Exercise goal: Quote exactly the lines spanning from the top of the data below to the line that contains "mod whitespace;", including both.

START Available records

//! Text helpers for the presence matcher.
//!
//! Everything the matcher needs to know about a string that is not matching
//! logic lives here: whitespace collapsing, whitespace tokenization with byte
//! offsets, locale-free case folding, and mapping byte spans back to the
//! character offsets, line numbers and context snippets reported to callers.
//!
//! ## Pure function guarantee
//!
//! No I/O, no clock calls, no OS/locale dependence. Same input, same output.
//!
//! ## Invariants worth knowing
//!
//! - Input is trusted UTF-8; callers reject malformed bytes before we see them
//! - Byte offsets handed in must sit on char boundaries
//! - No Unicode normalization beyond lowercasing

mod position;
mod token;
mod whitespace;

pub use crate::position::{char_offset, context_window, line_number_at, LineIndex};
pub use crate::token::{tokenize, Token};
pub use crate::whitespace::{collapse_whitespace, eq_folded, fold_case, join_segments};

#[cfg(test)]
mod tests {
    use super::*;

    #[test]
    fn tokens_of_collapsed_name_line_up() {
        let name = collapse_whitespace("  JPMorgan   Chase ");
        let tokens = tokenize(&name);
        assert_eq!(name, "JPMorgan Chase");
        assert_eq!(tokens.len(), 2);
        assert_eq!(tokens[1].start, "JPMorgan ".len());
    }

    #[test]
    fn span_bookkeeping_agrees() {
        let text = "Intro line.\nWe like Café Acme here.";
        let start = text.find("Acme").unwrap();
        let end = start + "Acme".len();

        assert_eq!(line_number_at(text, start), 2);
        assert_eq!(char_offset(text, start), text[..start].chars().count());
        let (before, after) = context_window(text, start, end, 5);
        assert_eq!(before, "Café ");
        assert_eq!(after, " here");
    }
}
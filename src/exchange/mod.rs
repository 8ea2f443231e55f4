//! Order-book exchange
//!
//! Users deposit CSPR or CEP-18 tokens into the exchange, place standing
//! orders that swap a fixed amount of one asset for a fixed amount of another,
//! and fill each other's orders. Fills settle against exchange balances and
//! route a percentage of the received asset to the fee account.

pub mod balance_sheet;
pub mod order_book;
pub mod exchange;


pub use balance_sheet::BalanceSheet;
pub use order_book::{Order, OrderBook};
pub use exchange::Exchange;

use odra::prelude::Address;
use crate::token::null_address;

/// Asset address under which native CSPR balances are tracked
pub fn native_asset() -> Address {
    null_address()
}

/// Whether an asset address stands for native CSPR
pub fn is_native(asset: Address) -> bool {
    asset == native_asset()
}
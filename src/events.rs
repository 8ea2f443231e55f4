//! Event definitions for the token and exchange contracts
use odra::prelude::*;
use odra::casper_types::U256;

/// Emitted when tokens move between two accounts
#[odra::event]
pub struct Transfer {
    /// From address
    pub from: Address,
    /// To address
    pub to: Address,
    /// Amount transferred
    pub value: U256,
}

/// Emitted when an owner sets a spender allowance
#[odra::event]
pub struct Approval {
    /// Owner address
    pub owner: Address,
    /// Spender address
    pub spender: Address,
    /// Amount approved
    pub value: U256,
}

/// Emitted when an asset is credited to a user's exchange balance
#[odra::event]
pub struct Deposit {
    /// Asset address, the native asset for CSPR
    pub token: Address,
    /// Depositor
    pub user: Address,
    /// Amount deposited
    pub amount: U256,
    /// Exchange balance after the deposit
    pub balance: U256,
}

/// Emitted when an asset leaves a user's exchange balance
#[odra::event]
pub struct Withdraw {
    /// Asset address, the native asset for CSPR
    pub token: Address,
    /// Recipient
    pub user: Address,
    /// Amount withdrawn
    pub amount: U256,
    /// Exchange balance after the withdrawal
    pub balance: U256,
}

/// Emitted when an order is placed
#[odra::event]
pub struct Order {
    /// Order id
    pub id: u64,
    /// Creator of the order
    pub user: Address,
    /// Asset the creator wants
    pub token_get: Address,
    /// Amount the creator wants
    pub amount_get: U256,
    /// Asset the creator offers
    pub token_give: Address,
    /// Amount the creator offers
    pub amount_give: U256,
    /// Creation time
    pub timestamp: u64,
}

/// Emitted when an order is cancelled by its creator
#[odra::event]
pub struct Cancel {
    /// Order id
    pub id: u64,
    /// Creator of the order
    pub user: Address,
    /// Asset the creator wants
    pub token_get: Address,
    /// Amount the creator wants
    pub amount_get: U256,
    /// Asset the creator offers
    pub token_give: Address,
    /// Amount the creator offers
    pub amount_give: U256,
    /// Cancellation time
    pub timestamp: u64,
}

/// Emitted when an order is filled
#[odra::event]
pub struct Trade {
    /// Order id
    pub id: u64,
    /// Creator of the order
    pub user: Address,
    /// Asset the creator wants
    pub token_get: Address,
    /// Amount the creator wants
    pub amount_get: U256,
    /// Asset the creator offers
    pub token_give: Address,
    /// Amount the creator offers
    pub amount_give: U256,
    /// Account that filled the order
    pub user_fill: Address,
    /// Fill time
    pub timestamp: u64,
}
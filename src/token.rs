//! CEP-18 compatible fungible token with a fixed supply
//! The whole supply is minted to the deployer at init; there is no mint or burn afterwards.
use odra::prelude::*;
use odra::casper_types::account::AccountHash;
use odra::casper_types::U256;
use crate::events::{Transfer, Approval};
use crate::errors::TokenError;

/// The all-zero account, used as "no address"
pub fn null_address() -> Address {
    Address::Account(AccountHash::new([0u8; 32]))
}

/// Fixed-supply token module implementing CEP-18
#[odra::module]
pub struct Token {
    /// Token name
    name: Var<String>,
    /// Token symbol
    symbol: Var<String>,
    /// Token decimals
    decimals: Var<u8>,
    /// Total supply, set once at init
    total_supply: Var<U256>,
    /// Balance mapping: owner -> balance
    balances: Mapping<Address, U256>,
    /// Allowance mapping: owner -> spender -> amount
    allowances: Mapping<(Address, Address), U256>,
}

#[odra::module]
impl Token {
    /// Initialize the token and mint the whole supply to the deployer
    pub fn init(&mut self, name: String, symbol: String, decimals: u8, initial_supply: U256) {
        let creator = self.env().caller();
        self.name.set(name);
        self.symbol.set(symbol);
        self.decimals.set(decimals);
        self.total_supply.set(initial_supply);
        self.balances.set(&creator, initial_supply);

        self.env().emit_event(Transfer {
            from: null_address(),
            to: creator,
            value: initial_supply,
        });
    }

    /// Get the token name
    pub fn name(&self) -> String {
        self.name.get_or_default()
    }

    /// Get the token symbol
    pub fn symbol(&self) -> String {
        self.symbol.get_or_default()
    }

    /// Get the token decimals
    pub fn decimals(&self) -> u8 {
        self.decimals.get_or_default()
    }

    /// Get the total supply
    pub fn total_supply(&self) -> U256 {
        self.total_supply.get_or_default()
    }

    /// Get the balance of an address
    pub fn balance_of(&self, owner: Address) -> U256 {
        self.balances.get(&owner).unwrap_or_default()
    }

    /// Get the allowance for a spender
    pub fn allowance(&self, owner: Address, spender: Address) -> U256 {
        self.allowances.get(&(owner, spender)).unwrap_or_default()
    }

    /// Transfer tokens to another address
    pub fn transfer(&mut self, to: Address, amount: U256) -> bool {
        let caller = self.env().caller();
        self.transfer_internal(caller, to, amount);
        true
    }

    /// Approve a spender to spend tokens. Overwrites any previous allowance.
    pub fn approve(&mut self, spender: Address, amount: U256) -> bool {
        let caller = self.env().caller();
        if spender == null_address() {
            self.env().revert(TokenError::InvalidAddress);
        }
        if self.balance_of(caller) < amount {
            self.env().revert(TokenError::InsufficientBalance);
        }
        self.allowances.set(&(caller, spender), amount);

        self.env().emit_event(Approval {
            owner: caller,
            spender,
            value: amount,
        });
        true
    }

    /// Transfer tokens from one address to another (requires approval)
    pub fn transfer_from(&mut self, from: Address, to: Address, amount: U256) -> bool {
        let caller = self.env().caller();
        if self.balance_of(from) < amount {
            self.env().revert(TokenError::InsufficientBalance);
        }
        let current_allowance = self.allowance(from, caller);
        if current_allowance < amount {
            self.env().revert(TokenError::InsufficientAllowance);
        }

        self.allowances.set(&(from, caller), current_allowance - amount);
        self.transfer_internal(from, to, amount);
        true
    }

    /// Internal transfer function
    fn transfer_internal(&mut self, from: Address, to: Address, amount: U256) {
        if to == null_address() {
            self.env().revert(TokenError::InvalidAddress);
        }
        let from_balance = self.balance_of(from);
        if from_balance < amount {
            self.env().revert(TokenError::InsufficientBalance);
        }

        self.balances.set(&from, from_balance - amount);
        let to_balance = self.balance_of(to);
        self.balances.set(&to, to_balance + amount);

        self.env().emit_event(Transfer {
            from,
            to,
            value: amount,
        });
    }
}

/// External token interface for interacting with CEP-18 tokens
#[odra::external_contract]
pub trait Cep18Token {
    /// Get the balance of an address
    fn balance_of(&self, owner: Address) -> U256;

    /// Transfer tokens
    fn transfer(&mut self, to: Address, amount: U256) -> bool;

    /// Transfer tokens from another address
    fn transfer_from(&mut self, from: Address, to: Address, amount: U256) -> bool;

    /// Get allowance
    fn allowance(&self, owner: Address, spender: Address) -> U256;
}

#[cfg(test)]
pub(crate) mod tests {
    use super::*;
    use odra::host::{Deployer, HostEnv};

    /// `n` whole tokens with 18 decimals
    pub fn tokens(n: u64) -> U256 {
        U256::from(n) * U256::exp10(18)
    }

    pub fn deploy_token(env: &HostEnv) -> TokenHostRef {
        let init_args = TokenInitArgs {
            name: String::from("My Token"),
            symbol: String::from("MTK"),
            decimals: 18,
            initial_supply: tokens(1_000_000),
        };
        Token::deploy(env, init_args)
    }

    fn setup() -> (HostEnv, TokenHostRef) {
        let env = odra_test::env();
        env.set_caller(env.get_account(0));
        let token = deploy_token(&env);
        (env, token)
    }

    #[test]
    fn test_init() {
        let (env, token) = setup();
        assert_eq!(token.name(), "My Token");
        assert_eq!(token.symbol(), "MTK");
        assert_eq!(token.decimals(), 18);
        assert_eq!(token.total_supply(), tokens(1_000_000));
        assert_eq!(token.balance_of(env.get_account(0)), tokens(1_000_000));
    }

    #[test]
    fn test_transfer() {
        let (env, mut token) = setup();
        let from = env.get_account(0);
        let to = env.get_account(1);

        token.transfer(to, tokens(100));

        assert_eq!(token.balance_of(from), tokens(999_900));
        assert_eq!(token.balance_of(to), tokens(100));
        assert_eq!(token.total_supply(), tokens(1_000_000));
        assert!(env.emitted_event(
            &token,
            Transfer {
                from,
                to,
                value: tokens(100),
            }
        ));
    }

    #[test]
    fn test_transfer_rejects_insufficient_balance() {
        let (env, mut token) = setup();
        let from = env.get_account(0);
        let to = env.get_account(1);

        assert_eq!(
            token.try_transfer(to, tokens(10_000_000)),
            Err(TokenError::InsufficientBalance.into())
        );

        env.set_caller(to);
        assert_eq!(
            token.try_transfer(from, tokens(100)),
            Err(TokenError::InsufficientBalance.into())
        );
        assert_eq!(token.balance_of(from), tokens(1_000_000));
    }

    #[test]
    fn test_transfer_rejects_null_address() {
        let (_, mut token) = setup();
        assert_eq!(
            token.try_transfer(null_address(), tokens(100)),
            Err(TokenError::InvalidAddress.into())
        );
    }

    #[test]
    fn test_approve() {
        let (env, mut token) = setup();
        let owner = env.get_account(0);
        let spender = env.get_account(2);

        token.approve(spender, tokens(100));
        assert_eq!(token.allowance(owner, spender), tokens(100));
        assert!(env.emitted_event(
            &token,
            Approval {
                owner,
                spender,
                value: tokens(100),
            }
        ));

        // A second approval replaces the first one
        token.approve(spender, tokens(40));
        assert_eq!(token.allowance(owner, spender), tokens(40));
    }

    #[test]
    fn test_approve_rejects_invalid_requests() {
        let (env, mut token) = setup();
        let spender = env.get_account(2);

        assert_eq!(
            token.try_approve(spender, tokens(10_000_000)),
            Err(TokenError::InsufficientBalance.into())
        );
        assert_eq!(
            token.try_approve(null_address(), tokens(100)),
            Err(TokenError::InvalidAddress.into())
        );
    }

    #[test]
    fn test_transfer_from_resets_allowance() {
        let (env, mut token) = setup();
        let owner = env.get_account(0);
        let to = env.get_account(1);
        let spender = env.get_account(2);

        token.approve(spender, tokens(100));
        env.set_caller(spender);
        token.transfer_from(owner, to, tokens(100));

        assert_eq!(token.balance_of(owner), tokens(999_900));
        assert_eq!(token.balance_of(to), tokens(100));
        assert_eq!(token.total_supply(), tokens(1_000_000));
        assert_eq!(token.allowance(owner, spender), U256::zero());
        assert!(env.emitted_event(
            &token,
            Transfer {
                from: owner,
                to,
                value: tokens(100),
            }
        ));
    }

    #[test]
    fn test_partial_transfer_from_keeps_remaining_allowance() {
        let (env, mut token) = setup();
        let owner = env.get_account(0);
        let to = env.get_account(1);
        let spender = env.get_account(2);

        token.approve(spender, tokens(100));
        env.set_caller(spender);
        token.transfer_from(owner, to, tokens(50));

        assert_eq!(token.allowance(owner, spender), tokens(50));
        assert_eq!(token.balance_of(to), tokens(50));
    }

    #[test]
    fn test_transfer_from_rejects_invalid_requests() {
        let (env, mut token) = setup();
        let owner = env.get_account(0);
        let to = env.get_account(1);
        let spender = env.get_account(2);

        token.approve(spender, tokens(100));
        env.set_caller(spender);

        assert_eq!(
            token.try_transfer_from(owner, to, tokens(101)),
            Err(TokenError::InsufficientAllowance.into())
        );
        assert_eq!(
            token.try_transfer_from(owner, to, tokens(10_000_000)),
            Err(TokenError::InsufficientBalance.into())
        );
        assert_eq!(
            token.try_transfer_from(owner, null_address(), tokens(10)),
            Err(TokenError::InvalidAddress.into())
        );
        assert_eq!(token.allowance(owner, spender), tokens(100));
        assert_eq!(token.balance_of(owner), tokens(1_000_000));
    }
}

END Available records

Answer box:
//! Text helpers for the presence matcher.
//!
//! Everything the matcher needs to know about a string that is not matching
//! logic lives here: whitespace collapsing, whitespace tokenization with byte
//! offsets, locale-free case folding, and mapping byte spans back to the
//! character offsets, line numbers and context snippets reported to callers.
//!
//! ## Pure function guarantee
//!
//! No I/O, no clock calls, no OS/locale dependence. Same input, same output.
//!
//! ## Invariants worth knowing
//!
//! - Input is trusted UTF-8; callers reject malformed bytes before we see them
//! - Byte offsets handed in must sit on char boundaries
//! - No Unicode normalization beyond lowercasing

mod position;
mod token;
mod whitespace;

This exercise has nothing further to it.